E no fim, a Luiza não veio na balada.
No dia seguinte, um sábado, ela não veio até em casa, a um quarteirão da casa dela, para pelo menos passar o dia comigo.
No domingo, não me mandou uma mensagem de desculpas.
Na quinta seguinte, não respondeu minha mensagem respondendo se iria voltar comigo de trem.
No mês seguinte, ainda não havíamos nos contatado.
~*~
Junho de 2018
Seria legal eu dizer que a causa de nosso afastamento se deu pelo fato de termos gostos diferentes que acabaram se tornando um diferencial muito grande para amizades. Mas não. Apesar de ser um bom apaziguador na hora de explicar para os nossos pais o motivo da nossa separação, a verdade foi que Luiza se cansou de uma amizade que não agregava nada a ela. E eu me cansei de uma amizade que não me via como eu a via.
Algumas vezes penso que foi coisa do destino. Meus pais, quando saíam, encontravam com ela, que lhes dizia que estava tentando voltar a falar comigo – uma grande mentira –, mas eu mesma nunca cheguei a encontra-la. Não houve oportunidade para nos falarmos e discutirmos o motivo no nosso afastamento (do afastamento dela). Nenhuma de nós nunca mais mandamos mensagens uma para a outra. Nem no aniversário.

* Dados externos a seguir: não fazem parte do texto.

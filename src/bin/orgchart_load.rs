use std::path::PathBuf;
use std::time::Duration;

use orgchart_rs::config::OrgConfig;
use orgchart_rs::remote::RemoteStore;
use orgchart_rs::{batch, Engine, EntityCounters, ReplayScope};

fn parse_arg(flag: &str) -> Option<String> {
    let mut args = std::env::args();
    while let Some(arg) = args.next() {
        if arg == flag {
            return args.next();
        }
    }
    None
}

fn has_flag(flag: &str) -> bool {
    std::env::args().any(|arg| arg == flag)
}

fn parse_scope(value: Option<String>) -> anyhow::Result<ReplayScope> {
    match value.as_deref() {
        Some("person") => Ok(ReplayScope::Person),
        Some("organisation") | None => Ok(ReplayScope::Organisation),
        Some(other) => anyhow::bail!("unknown scope '{}': expected organisation or person", other),
    }
}

fn main() -> anyhow::Result<()> {
    tracing_subscriber::fmt()
        .with_env_filter(
            tracing_subscriber::EnvFilter::try_from_default_env()
                .unwrap_or_else(|_| "info".into()),
        )
        .init();

    let config = OrgConfig::load(parse_arg("--config").as_deref())?;
    let data_dir = parse_arg("--data-dir")
        .map(PathBuf::from)
        .unwrap_or_else(|| config.data_dir.clone());
    let scope = parse_scope(parse_arg("--scope"))?;

    let store = RemoteStore::new(&config.store.update_url, &config.store.query_url)?;
    store.wait_until_ready(
        config.store.probe_attempts,
        Duration::from_millis(config.store.probe_delay_ms),
    )?;

    let mut engine = Engine::with_policy(Box::new(store), config.policy.into());
    if has_flag("--seed-government") {
        let government = engine.create_government_node()?;
        println!("Seeded government node {}", government.id);
    }

    let transactions = batch::load_directory(&data_dir)?;
    println!(
        "Loaded {} transactions from {}",
        transactions.len(),
        data_dir.display()
    );

    let mut counters = EntityCounters::new();
    let summary = engine.replay(&transactions, scope, &mut counters)?;
    println!(
        "Replayed {} transactions ({} outside scope)",
        summary.processed, summary.skipped
    );
    Ok(())
}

Muito menos no aniversário.
Às vezes me perguntam se eu não sinto falta da amizade dela. Nos dias difíceis, em que precisamos de um ombro amigo, uma amizade que um dia te fez bem é sempre lembrado. Mas só isso. Percebi que aprendi a viver muito bem sem ela ao meu lado. Após meses com o sentimento de culpa, procurando o que eu havia feito de errado, tentando lembrar de qualquer gafe que tivesse cometido, abri os olhos de que o problema não fui eu. Foi ela e a vontade de viver uma nova vida, com suas novas amizades. Lá, não havia espaço para mim.
E tudo bem.
Os sentimentos ruins se foram no momento em que me vi feliz sem ela ao meu lado. Não sentia mais a falta da amizade dela, pois também consegui encontrar outras que gostavam de mim tanto quanto ela gostou. As amizades do colégio que não eram tão importantes quanto Luiza na época, agora se tornaram ainda mais especiais do que foi a nossa amizade.
E tudo bem.
Algumas amizades são feitas somente para uma fase da vida.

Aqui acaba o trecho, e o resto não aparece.